Neden yok hükmündedir diyoruz da yok demiyoruz?
Çünkü ancak var olan yoklanabilir ve varlık kesinlikle yok olmaz, hükmen yoktur ancak hükümler belirli bir zaman sonra hakikatle ister istemez buluşacaktır. İbn Arabi bahsi üzere "Hükümler çoktur, ancak Hakikat tekdir ve hüküm, Hakikate dönecektir ve "dönüşünüz ancak O'nadır" gerçeği de ilahi kitaplarda insanlara bildirilmiştir.

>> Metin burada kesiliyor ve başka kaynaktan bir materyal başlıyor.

//! # gerfix-core
//!
//! Core library for the gerfix runtime patcher.
//!
//! This crate provides:
//! - Byte signature patterns with wildcards, and scanning over a module image
//! - Resolution of the host process's main executable module
//! - Inline hooks dispatching to callbacks over a register-context view
//! - A named-export detour on the system file-read primitive
//! - The four display fixes and the runtime state they share
//!
//! Hook installation only compiles for 32-bit Windows, the architecture of
//! the target executable. Pattern parsing, scanning, configuration, and
//! every fix callback are portable and unit-tested everywhere.

pub mod config;
pub mod context;
pub mod error;
pub mod fixes;
pub mod module;
pub mod pattern;
pub mod runtime;
pub mod scan;

#[cfg(all(target_os = "windows", target_arch = "x86"))]
pub mod hook;

pub use config::{DisplayMetrics, FixConfig, Resolution, effective_resolution};
pub use context::RegisterContext;
pub use error::{Error, Result};
pub use fixes::{AspectRatioFix, HudConstraintFix, MovieFix, ResolutionFix};
pub use module::{ModuleInfo, current_exe_module};
pub use pattern::BytePattern;
pub use runtime::FixRuntime;
pub use scan::ModuleScanner;

#[cfg(all(target_os = "windows", target_arch = "x86"))]
pub use fixes::{InstalledFixes, install_all};
#[cfg(all(target_os = "windows", target_arch = "x86"))]
pub use hook::{ApiHook, InlineHook};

"Battığı sırada yıldıza and olsun ki" bu yolculukta işaretler önemli yer teşkil etmektedir ancak insanlar bu işaretleri bir şekilde okuyamayacak hale getirilmiş ve kadim bilgiler insanlardan gizlenmiştir. Bu konularda insanların yeteri kadar bilgi edinebileceği kaynak geçtiğimiz on yıllara kadar yok denecek kadar azdır. Son yıllarda sadece bu hususlarda kaynaklar artmamış aynı zamanda bilimsel olarak da her maddenin bir titreşiminin, frekansının olduğu ve frekansların insanları olumlu veya olumsuz etkilediği kanıtlanmıştır. Basit bir örnekle gece gündüze kavuştuğu halde hava bulutlu ve kapalı ise o gün modunuz düşük olur belki güne gözlerinizi açmakta zorlanırsınız. Sadece gören gözler değil sanki beden dahi hisseder o kasvetli havayı. Bu durum göksel hareketlerin ve cisimlerin gözle görülebilir bir etkisidir insana. Gezegenlerin frekans ve titreşimleri de benzer şekilde tesirlere neden olmaktadır.